Survey Methodology EPID 626 Sampling, Part II Manya Magnus, Ph.D. Fall 2001.

Survey Methodology EPID 626 Sampling, Part II Manya Magnus, Ph.D. Fall 2001

Lecture overview Comments about Assignment I More sampling techniques Sampling error Sample sizes

Comments about Assignment I Late policy Location of mailbox Randomization vs. random selection Validity, reliability Sampling frames Physician responses=?=“gold standard” Research questions vs. survey questions Registering for class

Comments about Assignment I Grading Looked for completeness in answering questions, care in discussion of survey, effort, basically correct information, not just cut-n-paste, synthesis.
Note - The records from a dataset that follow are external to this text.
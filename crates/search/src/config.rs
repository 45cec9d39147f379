use codemap_graph::{DiagramConfig, ExpandConfig, FlowConfig};
use codemap_indexer::IndexerConfig;
use serde::{Deserialize, Serialize};

/// Vector provider used alongside keyword search
#[derive(Debug, Clone, Copy, PartialEq, Eq, Default, Serialize, Deserialize)]
#[serde(rename_all = "snake_case")]
pub enum VectorMode {
    /// Keyword-only fusion
    #[default]
    None,
    /// Local hashing embedder with an in-memory index
    Stub,
}

/// Retrieval settings
#[derive(Debug, Clone, PartialEq, Serialize, Deserialize)]
#[serde(default)]
pub struct SearchConfig {
    /// Reciprocal Rank Fusion constant
    pub rrf_k: f64,

    /// Keyword candidates requested per result (`limit * multiplier`)
    pub keyword_pool_multiplier: usize,

    /// Vector candidates requested beyond the limit (`limit + extra`)
    pub vector_pool_extra: usize,

    /// BM25 term-frequency saturation
    pub k1: f64,

    /// BM25 length normalization
    pub b: f64,

    /// Floor for negative IDF values, as a fraction of the mean IDF
    pub epsilon: f64,
}

impl Default for SearchConfig {
    fn default() -> Self {
        Self {
            rrf_k: 60.0,
            keyword_pool_multiplier: 2,
            vector_pool_extra: 5,
            k1: 1.5,
            b: 0.75,
            epsilon: 0.25,
        }
    }
}

impl SearchConfig {
    pub fn validate(&self) -> Result<(), String> {
        if self.rrf_k.is_nan() || self.rrf_k < 0.0 {
            return Err("rrf_k must be >= 0".to_string());
        }
        if self.keyword_pool_multiplier == 0 {
            return Err("keyword_pool_multiplier must be > 0".to_string());
        }
        if self.k1.is_nan() || self.k1 < 0.0 {
            return Err("k1 must be >= 0".to_string());
        }
        if !(0.0..=1.0).contains(&self.b) {
            return Err("b must be between 0 and 1".to_string());
        }
        Ok(())
    }
}

/// Everything the query engine needs besides artifact locations
#[derive(Debug, Clone, Default, PartialEq, Serialize, Deserialize)]
#[serde(default)]
pub struct QueryConfig {
    /// Walk settings for the file tree and README lookup in the overview
    pub indexer: IndexerConfig,
    pub expand: ExpandConfig,
    pub flow: FlowConfig,
    pub diagram: DiagramConfig,
    pub search: SearchConfig,
    pub vector: VectorMode,
}

impl QueryConfig {
    pub fn validate(&self) -> Result<(), String> {
        self.indexer.validate().map_err(|e| format!("indexer: {e}"))?;
        self.expand.validate().map_err(|e| format!("expand: {e}"))?;
        self.flow.validate().map_err(|e| format!("flow: {e}"))?;
        self.diagram.validate().map_err(|e| format!("diagram: {e}"))?;
        self.search.validate().map_err(|e| format!("search: {e}"))?;
        Ok(())
    }
}
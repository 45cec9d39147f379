use crate::types::ParseFailure;
use serde::{Deserialize, Serialize};

/// Statistics about an indexing run
#[derive(Debug, Clone, Default, Serialize, Deserialize)]
pub struct IndexStats {
    /// Number of files indexed successfully
    pub files: usize,

    /// Number of definitions extracted (modules included)
    pub definitions: usize,

    /// Number of call sites recorded
    pub calls: usize,

    /// Total lines of indexed source
    pub total_lines: usize,

    /// Class attributes discovered in the first pass
    pub registry_entries: usize,

    /// Time taken in milliseconds
    pub time_ms: u64,

    /// Files skipped because they failed to parse
    pub parse_failures: Vec<ParseFailure>,

    /// Other per-file errors (unreadable files, panicked tasks)
    pub errors: Vec<String>,
}

impl IndexStats {
    pub fn new() -> Self {
        Self::default()
    }

    pub fn add_file(&mut self, lines: usize, definitions: usize, calls: usize) {
        self.files += 1;
        self.total_lines += lines;
        self.definitions += definitions;
        self.calls += calls;
    }

    pub fn add_parse_failure(&mut self, file: impl Into<String>, reason: impl Into<String>) {
        self.parse_failures.push(ParseFailure {
            file: file.into(),
            reason: reason.into(),
        });
    }

    pub fn add_error(&mut self, error: String) {
        self.errors.push(error);
    }
}
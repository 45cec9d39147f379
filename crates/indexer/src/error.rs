use thiserror::Error;

pub type Result<T> = std::result::Result<T, IndexerError>;

#[derive(Error, Debug)]
pub enum IndexerError {
    #[error("IO error: {0}")]
    IoError(#[from] std::io::Error),

    /// A single file could not be parsed. Recovered locally by the pipeline.
    #[error("Parse error in {path}: {reason}")]
    ParseError { path: String, reason: String },

    #[error("Failed to load the Python grammar: {0}")]
    LanguageError(String),

    #[error("Invalid project path: {0}")]
    InvalidPath(String),

    #[error("Invalid line range: {0}")]
    InvalidRange(String),

    #[error("Invalid configuration: {0}")]
    InvalidConfig(String),

    #[error("{0}")]
    Other(String),
}

impl IndexerError {
    pub fn parse(path: impl Into<String>, reason: impl Into<String>) -> Self {
        Self::ParseError {
            path: path.into(),
            reason: reason.into(),
        }
    }
}
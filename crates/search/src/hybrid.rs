use crate::bm25::KeywordIndex;
use crate::config::SearchConfig;
use crate::error::{Result, SearchError};
use crate::fusion::RRFFusion;
use crate::vector::SemanticSearch;
use serde::{Deserialize, Serialize};

/// Fused search result
#[derive(Debug, Clone, PartialEq, Serialize, Deserialize)]
pub struct SearchHit {
    pub id: String,
    pub score: f64,
}

/// Hybrid search combining BM25 keyword ranking and vector similarity through RRF
pub struct HybridSearch {
    keyword: KeywordIndex,
    semantic: Option<SemanticSearch>,
    fusion: RRFFusion,
    config: SearchConfig,
}

impl HybridSearch {
    pub fn new(keyword: KeywordIndex, semantic: Option<SemanticSearch>, config: SearchConfig) -> Self {
        Self {
            keyword,
            semantic,
            fusion: RRFFusion::new(config.rrf_k),
            config,
        }
    }

    pub fn keyword(&self) -> &KeywordIndex {
        &self.keyword
    }

    pub fn has_vectors(&self) -> bool {
        self.semantic.is_some()
    }

    /// Vector and keyword candidates fused by RRF.
    ///
    /// The vector list is fused first, so a tie goes to the id the vector provider saw
    /// first. Without a vector provider, or when it fails, only the keyword list is fused.
    pub async fn search(&self, query: &str, limit: usize) -> Result<Vec<SearchHit>> {
        if query.trim().is_empty() {
            return Err(SearchError::EmptyQuery);
        }

        log::debug!("Hybrid search: query='{}', limit={}", query, limit);

        let keyword_pool = limit.saturating_mul(self.config.keyword_pool_multiplier);
        let keyword_ids: Vec<String> = self
            .keyword
            .search(query, keyword_pool)
            .into_iter()
            .map(|(id, _)| id)
            .collect();
        log::debug!("Keyword: {} results", keyword_ids.len());

        let vector_ids = match &self.semantic {
            Some(semantic) => {
                let pool = limit.saturating_add(self.config.vector_pool_extra);
                match semantic.search(query, pool).await {
                    Ok(ids) => ids,
                    Err(e) => {
                        log::warn!("Vector search failed, using keyword results only: {e}");
                        Vec::new()
                    }
                }
            }
            None => Vec::new(),
        };
        log::debug!("Vector: {} results", vector_ids.len());

        let fused = self.fusion.fuse(&[&vector_ids, &keyword_ids], limit);
        log::info!("Hybrid search completed: {} final results", fused.len());

        Ok(fused
            .into_iter()
            .map(|(id, score)| SearchHit { id, score })
            .collect())
    }
}

#[cfg(test)]
mod tests {
    use super::*;
    use crate::bm25::Bm25Params;
    use crate::documents::VectorDocument;
    use crate::vector::{Embedder, InMemoryVectorIndex, StubEmbedder, VectorIndex};
    use async_trait::async_trait;
    use pretty_assertions::assert_eq;
    use std::sync::Arc;

    fn keyword_index() -> KeywordIndex {
        KeywordIndex::build(
            [
                ("app.load_config", "function load_config reads the yaml config file"),
                ("app.save_user", "function save_user writes a user row"),
                ("app.parse", "function parse tokenizes input text"),
                ("app.render", "function render draws the user page"),
                ("app.delete", "function delete removes a row"),
                ("app.log", "function log prints a line"),
            ]
            .iter()
            .map(|(id, text)| (id.to_string(), text.to_string())),
            Bm25Params::default(),
        )
    }

    #[tokio::test]
    async fn empty_query_is_rejected() {
        let search = HybridSearch::new(keyword_index(), None, SearchConfig::default());
        let err = search.search("   ", 5).await.unwrap_err();
        assert_eq!(err.to_string(), "Error: Query is empty.");
    }

    #[tokio::test]
    async fn keyword_only_uses_rrf_scores() {
        let search = HybridSearch::new(keyword_index(), None, SearchConfig::default());
        let hits = search.search("user", 5).await.unwrap();

        let ids: Vec<&str> = hits.iter().map(|h| h.id.as_str()).collect();
        assert_eq!(ids, vec!["app.save_user", "app.render"]);
        assert!((hits[0].score - 1.0 / 61.0).abs() < 1e-12);
    }

    #[tokio::test]
    async fn vector_hits_are_fused_in() {
        let embedder = StubEmbedder::default();
        let documents = vec![VectorDocument {
            node_id: "app.parse".to_string(),
            file: "app.py".to_string(),
            part: 1,
            total_parts: 1,
            text: "user account row storage".to_string(),
        }];
        let index = InMemoryVectorIndex::build(&embedder, &documents).await.unwrap();
        let semantic = SemanticSearch::new(Arc::new(embedder), Arc::new(index));

        let search = HybridSearch::new(keyword_index(), Some(semantic), SearchConfig::default());
        assert!(search.has_vectors());
        let ids: Vec<String> = search
            .search("user", 5)
            .await
            .unwrap()
            .into_iter()
            .map(|h| h.id)
            .collect();
        assert_eq!(ids, vec!["app.parse", "app.save_user", "app.render"]);
    }

    /// Returns the same ranking for every query
    struct FixedIndex(Vec<&'static str>);

    #[async_trait]
    impl VectorIndex for FixedIndex {
        async fn nearest(&self, _vector: &[f32], k: usize) -> Result<Vec<String>> {
            Ok(self.0.iter().take(k).map(|id| id.to_string()).collect())
        }
    }

    #[tokio::test]
    async fn tied_ids_follow_the_vector_ranking() {
        let keyword = KeywordIndex::build(
            [
                ("x", "alpha alpha alpha beta"),
                ("y", "alpha alpha beta"),
                ("z", "alpha beta gamma delta"),
                ("p", "gamma"),
                ("q", "delta"),
                ("r", "epsilon"),
                ("s", "zeta"),
            ]
            .iter()
            .map(|(id, text)| (id.to_string(), text.to_string())),
            Bm25Params::default(),
        );
        assert_eq!(
            keyword
                .search("alpha", 10)
                .into_iter()
                .map(|(id, _)| id)
                .collect::<Vec<_>>(),
            vec!["x", "y", "z"]
        );

        let semantic = SemanticSearch::new(
            Arc::new(StubEmbedder::default()),
            Arc::new(FixedIndex(vec!["y", "x", "w"])),
        );
        let search = HybridSearch::new(keyword, Some(semantic), SearchConfig::default());
        let hits = search.search("alpha", 10).await.unwrap();

        let ids: Vec<&str> = hits.iter().map(|h| h.id.as_str()).collect();
        assert_eq!(ids, vec!["y", "x", "w", "z"]);
        assert!((hits[0].score - hits[1].score).abs() < 1e-12);
    }

    struct FailingEmbedder;

    #[async_trait]
    impl Embedder for FailingEmbedder {
        fn dimension(&self) -> usize {
            4
        }

        async fn embed_batch(&self, _texts: &[String]) -> Result<Vec<Vec<f32>>> {
            Err(SearchError::VectorProvider("service unavailable".to_string()))
        }
    }

    #[tokio::test]
    async fn failing_provider_falls_back_to_keywords() {
        let index: Arc<dyn VectorIndex> = Arc::new(InMemoryVectorIndex::new(4));
        let semantic = SemanticSearch::new(Arc::new(FailingEmbedder), index);
        let search = HybridSearch::new(keyword_index(), Some(semantic), SearchConfig::default());

        let hits = search.search("config", 5).await.unwrap();
        assert_eq!(hits.len(), 1);
        assert_eq!(hits[0].id, "app.load_config");
    }
}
Questions about grade: email manyadm@tulane.edu

Comments about Assignment I Grading: –++ 90-100% –+80-89% – 70-79% –-60-69% –--<60% –0not turned in

Random digit dialing (1) Delineate the geographic boundaries of the sampling area Identify all of the exchanges used in the geographic area Identify the distribution of prefixes with the sampling area –Example: There may be 8 exchanges, but you may find that 3 of them are used for nearly two- thirds of residential lines.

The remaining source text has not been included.